(Saved data entries)
____

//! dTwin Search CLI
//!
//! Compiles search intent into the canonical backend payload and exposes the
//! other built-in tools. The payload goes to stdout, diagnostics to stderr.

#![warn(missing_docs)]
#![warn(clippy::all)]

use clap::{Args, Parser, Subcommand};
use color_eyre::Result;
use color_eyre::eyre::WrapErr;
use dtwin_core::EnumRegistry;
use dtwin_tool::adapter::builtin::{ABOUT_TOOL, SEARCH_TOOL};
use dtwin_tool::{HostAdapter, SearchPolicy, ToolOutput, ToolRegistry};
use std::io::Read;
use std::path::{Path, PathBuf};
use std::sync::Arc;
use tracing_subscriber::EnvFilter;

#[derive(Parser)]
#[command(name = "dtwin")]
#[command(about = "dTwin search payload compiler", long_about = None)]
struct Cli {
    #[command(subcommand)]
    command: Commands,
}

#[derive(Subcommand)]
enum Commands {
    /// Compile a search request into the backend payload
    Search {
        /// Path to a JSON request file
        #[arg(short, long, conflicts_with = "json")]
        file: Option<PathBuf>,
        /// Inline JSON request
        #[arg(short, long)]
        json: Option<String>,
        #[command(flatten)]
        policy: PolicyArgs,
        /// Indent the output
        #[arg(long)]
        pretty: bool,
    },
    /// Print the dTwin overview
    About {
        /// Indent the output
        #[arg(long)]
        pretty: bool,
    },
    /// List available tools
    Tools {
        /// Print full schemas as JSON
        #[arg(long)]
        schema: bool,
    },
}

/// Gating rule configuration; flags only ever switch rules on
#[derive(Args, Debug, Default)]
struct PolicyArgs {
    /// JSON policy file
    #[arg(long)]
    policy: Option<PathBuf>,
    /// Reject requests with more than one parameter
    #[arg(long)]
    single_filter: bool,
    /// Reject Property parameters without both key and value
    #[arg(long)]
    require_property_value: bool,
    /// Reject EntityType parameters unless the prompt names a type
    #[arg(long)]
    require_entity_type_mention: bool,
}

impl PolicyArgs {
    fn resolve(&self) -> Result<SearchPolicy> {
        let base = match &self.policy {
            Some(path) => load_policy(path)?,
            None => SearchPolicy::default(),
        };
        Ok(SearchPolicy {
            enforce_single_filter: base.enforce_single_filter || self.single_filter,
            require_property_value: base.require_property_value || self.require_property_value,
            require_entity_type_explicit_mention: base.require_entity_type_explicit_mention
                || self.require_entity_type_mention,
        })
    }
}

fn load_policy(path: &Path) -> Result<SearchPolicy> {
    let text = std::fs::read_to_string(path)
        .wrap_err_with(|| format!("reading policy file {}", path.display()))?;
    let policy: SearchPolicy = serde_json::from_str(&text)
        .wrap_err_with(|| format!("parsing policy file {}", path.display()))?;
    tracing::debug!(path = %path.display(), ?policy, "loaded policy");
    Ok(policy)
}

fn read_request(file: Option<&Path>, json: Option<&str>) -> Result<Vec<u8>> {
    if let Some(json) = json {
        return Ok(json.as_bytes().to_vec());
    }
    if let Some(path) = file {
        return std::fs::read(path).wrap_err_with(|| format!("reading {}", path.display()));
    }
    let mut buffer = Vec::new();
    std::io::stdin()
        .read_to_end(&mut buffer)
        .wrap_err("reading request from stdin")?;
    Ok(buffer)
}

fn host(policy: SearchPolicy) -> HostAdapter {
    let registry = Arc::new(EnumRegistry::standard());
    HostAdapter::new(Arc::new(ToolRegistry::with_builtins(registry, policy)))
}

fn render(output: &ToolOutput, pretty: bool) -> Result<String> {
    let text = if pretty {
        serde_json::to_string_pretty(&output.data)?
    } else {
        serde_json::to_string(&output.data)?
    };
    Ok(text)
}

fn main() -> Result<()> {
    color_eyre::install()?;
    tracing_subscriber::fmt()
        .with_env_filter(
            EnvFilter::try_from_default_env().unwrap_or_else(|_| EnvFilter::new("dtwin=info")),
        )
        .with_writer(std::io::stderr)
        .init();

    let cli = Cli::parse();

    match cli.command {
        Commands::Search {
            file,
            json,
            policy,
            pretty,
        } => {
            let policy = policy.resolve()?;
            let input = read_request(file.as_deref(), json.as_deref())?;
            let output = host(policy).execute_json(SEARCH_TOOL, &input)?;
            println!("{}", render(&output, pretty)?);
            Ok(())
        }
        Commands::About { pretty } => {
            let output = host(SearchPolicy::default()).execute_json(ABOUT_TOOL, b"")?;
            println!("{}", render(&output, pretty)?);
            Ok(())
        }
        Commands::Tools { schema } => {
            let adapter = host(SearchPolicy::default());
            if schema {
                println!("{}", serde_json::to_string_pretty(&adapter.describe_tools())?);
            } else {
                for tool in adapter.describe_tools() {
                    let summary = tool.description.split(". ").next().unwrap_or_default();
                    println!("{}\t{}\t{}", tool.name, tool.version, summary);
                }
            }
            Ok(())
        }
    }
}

____

Only lines that include "SearchPolicy" belong in the answer; return them from the entries above.

use dtwin_tool::{HostAdapter, SearchPolicy, ToolOutput, ToolRegistry};
    fn resolve(&self) -> Result<SearchPolicy> {
            None => SearchPolicy::default(),
        Ok(SearchPolicy {
fn load_policy(path: &Path) -> Result<SearchPolicy> {
    let policy: SearchPolicy = serde_json::from_str(&text)
fn host(policy: SearchPolicy) -> HostAdapter {
            let output = host(SearchPolicy::default()).execute_json(ABOUT_TOOL, b"")?;
            let adapter = host(SearchPolicy::default());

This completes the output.